Work task:
If a line of the records contains the string "impl", copy it out.

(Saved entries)

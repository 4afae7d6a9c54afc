//! 原子发布
//!
//! 一次协调产生的全部创建、更新与软删除以一个批次发布。

use aegisgate_common::{
    BackendGroup, BackendObject, BackendPolicy, BackendRule, BackendShare, OwnerRef, Result,
};
use async_trait::async_trait;
#[cfg(test)]
use mockall::automock;
use serde::Serialize;
use tokio::sync::Mutex;
use tracing::info;

/// 一次原子发布的对象批次
#[derive(Debug, Clone, PartialEq, Serialize)]
pub struct ApplyBatch {
    pub owner: OwnerRef,
    pub policies: Vec<BackendPolicy>,
    pub groups: Vec<BackendGroup>,
    pub rules: Vec<BackendRule>,
    pub shares: Vec<BackendShare>,
}

impl ApplyBatch {
    pub fn new(owner: OwnerRef) -> Self {
        Self {
            owner,
            policies: Vec::new(),
            groups: Vec::new(),
            rules: Vec::new(),
            shares: Vec::new(),
        }
    }

    pub fn len(&self) -> usize {
        self.policies.len() + self.groups.len() + self.rules.len() + self.shares.len()
    }

    pub fn is_empty(&self) -> bool {
        self.len() == 0
    }

    /// 批次中带删除标记的对象数
    pub fn deletions(&self) -> usize {
        count_deleted(&self.policies)
            + count_deleted(&self.groups)
            + count_deleted(&self.rules)
            + count_deleted(&self.shares)
    }
}

fn count_deleted<T: BackendObject>(objects: &[T]) -> usize {
    objects.iter().filter(|o| o.marked_for_delete()).count()
}

/// 后端发布接口
#[cfg_attr(test, automock)]
#[async_trait]
pub trait Publisher: Send + Sync {
    /// 原子地发布整个批次；失败时后端不应用其中任何对象
    async fn publish(&self, batch: &ApplyBatch) -> Result<()>;
}

/// 只记录批次、不访问后端的发布器
#[derive(Default)]
pub struct DryRunPublisher {
    batches: Mutex<Vec<ApplyBatch>>,
}

impl DryRunPublisher {
    pub fn new() -> Self {
        Self::default()
    }

    /// 已记录的批次
    pub async fn batches(&self) -> Vec<ApplyBatch> {
        self.batches.lock().await.clone()
    }
}

#[async_trait]
impl Publisher for DryRunPublisher {
    async fn publish(&self, batch: &ApplyBatch) -> Result<()> {
        info!(
            "[dry-run] 所有者 {}: 策略 {}, 组 {}, 规则 {}, 共享 {}, 其中删除 {}",
            batch.owner,
            batch.policies.len(),
            batch.groups.len(),
            batch.rules.len(),
            batch.shares.len(),
            batch.deletions()
        );
        self.batches.lock().await.push(batch.clone());
        Ok(())
    }
}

Exercise solution:
impl ApplyBatch {
impl DryRunPublisher {
impl Publisher for DryRunPublisher {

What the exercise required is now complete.